In phytosociology, the term plant association refers to the basic community that makes up the vegetation having relatively constant floristic, ecological, chorological and statistical characteristics.
A plant association is, therefore, a grouping of plants more or less stable over time and in equilibrium with the environment, characterized by a specific floristic composition, in which some exclusive species (characteristics) reveal, with their presence, a particular and autonomous ecology.
The plant association is the fundamental unit of very particular ecological significance of the phytosociological classification system of vegetation.
The concept of plant association was defined, by the Swiss botanist Braun-Blanquet (who is to be considered the true founding father of phytosociology), as: “a more or less stable plant grouping in balance with the environment, in which certain exclusive elements or almost (species characteristic of association) reveal with their presence a particular and autonomous ecology “.

Currently, associations are more easily identified through cluster analysis applied to the floristic composition of plant communities.

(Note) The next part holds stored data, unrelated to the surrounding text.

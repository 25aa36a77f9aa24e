use anyhow::{anyhow, Context};
use config::{Config, File};
use hexring::{timed, GridConfig, HexDirection, HexGrid, HexId, Point2};
use log::{info, LevelFilter};
use rand::SeedableRng;
use rand_pcg::Pcg64;
use serde::Serialize;
use simple_logger::SimpleLogger;
use std::{
    fs::OpenOptions,
    io::Write,
    path::{Path, PathBuf},
    process,
};
use structopt::StructOpt;

/// CLI for building and querying ring-indexed hexagon grids.
#[derive(Debug, StructOpt)]
#[structopt(name = "hexring")]
struct Opt {
    /// Path to a config file that defines the grid. Supported formats: JSON,
    /// TOML. Any field missing from the file gets its default value.
    #[structopt(short, long)]
    config: Option<PathBuf>,

    /// Number of rings around the center hexagon. Overrides the config file
    #[structopt(short, long)]
    layers: Option<u16>,

    /// Distance between two adjacent hexagon centers. Overrides the config
    /// file
    #[structopt(long)]
    scale: Option<f64>,

    /// Vertical stretch applied to every hexagon. Overrides the config file
    #[structopt(long)]
    skew: Option<f64>,

    /// The logging level to use. See
    /// https://docs.rs/log/0.4.11/log/enum.LevelFilter.html for options
    #[structopt(long, default_value = "info")]
    log_level: LevelFilter,

    #[structopt(subcommand)]
    command: Command,
}

#[derive(Debug, StructOpt)]
enum Command {
    /// Write the whole grid (config, bounds, and every center) as JSON
    Dump {
        /// File to write to. If not given, the grid is printed to stdout
        #[structopt(short, long)]
        output: Option<PathBuf>,
    },

    /// Print the effective grid config, after overrides, as TOML
    Config,

    /// Print the neighbors of one or more hexagons
    Neighbors {
        #[structopt(required = true)]
        ids: Vec<HexId>,

        /// Only look in this direction, e.g. `up_left` or `right`
        #[structopt(short, long)]
        direction: Option<HexDirection>,
    },

    /// Print the ring position, corner status, and center of one or more
    /// hexagons
    Info {
        #[structopt(required = true)]
        ids: Vec<HexId>,
    },

    /// Find the hexagon closest to a point
    Locate {
        #[structopt(allow_hyphen_values = true)]
        x: f64,
        #[structopt(allow_hyphen_values = true)]
        y: f64,
    },

    /// Pick a random hexagon within some distance of another one
    Random {
        center: HexId,

        /// Max distance from the center hexagon, in units of the grid scale
        radius: f64,

        /// Seed for the RNG. If not given, a random one is used
        #[structopt(long)]
        seed: Option<u64>,
    },
}

/// Everything we know about a single hexagon, for the `info` command
#[derive(Debug, Serialize)]
struct HexInfo {
    id: HexId,
    layer: u16,
    position: u32,
    section: u8,
    is_corner: bool,
    center: Point2,
    neighbors: Vec<HexId>,
}

fn load_config(config_path: &Path) -> anyhow::Result<GridConfig> {
    let mut settings = Config::new();
    let config_path = config_path.to_str().ok_or_else(|| {
        anyhow!("invalid character in path {:?}", config_path)
    })?;
    settings
        .merge(File::with_name(config_path))
        .context("error reading config file")?;
    settings.try_into().context("error reading config")
}

/// Load the config file (if any), then apply overrides from the command line
fn build_config(opt: &Opt) -> anyhow::Result<GridConfig> {
    let mut config = match &opt.config {
        Some(config_path) => load_config(config_path)?,
        None => GridConfig::default(),
    };
    if let Some(layers) = opt.layers {
        config.layers = layers;
    }
    if let Some(scale) = opt.scale {
        config.scale = scale;
    }
    if let Some(skew) = opt.skew {
        config.skew = skew;
    }
    Ok(config)
}

fn write_output(output_path: &Path, contents: &str) -> anyhow::Result<()> {
    let mut file = OpenOptions::new()
        .write(true)
        .create(true)
        .truncate(true)
        .open(output_path)
        .with_context(|| format!("error opening output file {:?}", output_path))?;
    file.write_all(contents.as_bytes())
        .with_context(|| format!("error writing to file {:?}", output_path))
}

fn hex_info(grid: &HexGrid, id: HexId) -> anyhow::Result<HexInfo> {
    let ring_position = grid.ring_position(id)?;
    Ok(HexInfo {
        id,
        layer: ring_position.layer,
        position: ring_position.position,
        section: ring_position.section,
        is_corner: grid.is_corner_hex(id)?,
        center: grid.center(id)?,
        neighbors: grid.neighbors_of(id)?,
    })
}

/// Run the CLI with some options
fn run(opt: Opt) -> anyhow::Result<()> {
    SimpleLogger::new().with_level(opt.log_level).init()?;

    let config = build_config(&opt)?;
    if let Command::Config = opt.command {
        // Print the config even if it's invalid, so it can be fixed
        let output = toml::to_string_pretty(&config)
            .context("error serializing config")?;
        print!("{}", output);
        return Ok(());
    }

    let grid = HexGrid::new(config)?;
    match opt.command {
        Command::Config => {}
        Command::Dump { output } => {
            let json = timed!("Serializing grid", log::Level::Info, grid.to_json());
            match output {
                Some(output_path) => {
                    write_output(&output_path, &json)?;
                    info!("Wrote grid to {:?}", output_path);
                }
                None => println!("{}", json),
            }
        }
        Command::Neighbors { ids, direction } => {
            for id in ids {
                match direction {
                    Some(direction) => {
                        let neighbor = grid.neighbor(id, direction)?;
                        match neighbor {
                            Some(neighbor) => println!("{}: {}", id, neighbor),
                            None => println!("{}: none", id),
                        }
                    }
                    None => {
                        println!("{}: {:?}", id, grid.neighbors_of(id)?)
                    }
                }
            }
        }
        Command::Info { ids } => {
            for id in ids {
                let info = hex_info(&grid, id)?;
                println!("{}", serde_json::to_string(&info)?);
            }
        }
        Command::Locate { x, y } => {
            println!("{}", grid.hex_id_at_position(Point2::new(x, y)));
        }
        Command::Random {
            center,
            radius,
            seed,
        } => {
            let seed = seed.unwrap_or_else(rand::random);
            info!("Using seed {}", seed);
            let mut rng = Pcg64::seed_from_u64(seed);
            println!("{}", grid.random_hex_id(center, radius, &mut rng)?);
        }
    }

    Ok(())
}

fn main() {
    let exit_code = match run(Opt::from_args()) {
        Ok(_) => 0,
        Err(err) => {
            eprintln!("Error: {:#}", err);
            1
        }
    };
    process::exit(exit_code);
}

Over time, the identification of an association has undergone a certain evolution compared to the times of Braun-Blanquet, in which the mathematical methods of classification had a rather limited use, and today an association can be defined as “the set of populations elements of phytocoenosis that present a floristic combination that is repeated almost constantly in ecologically similar environments “. One association is distinguished from another by means of differential species or territorial characteristics, the presence of which expresses a different environment.
In turn, the floristically related associations come together in alliances, related alliances in orders and related orders in classes. This procedure is typical of hierarchical classifications; phytosociological syntaxonomy is one of these and serves to arrange, on the basis of the degrees of floristic and ecological affinity, the very high number of associations described. In the vegetation of Italy there are about 70 classes.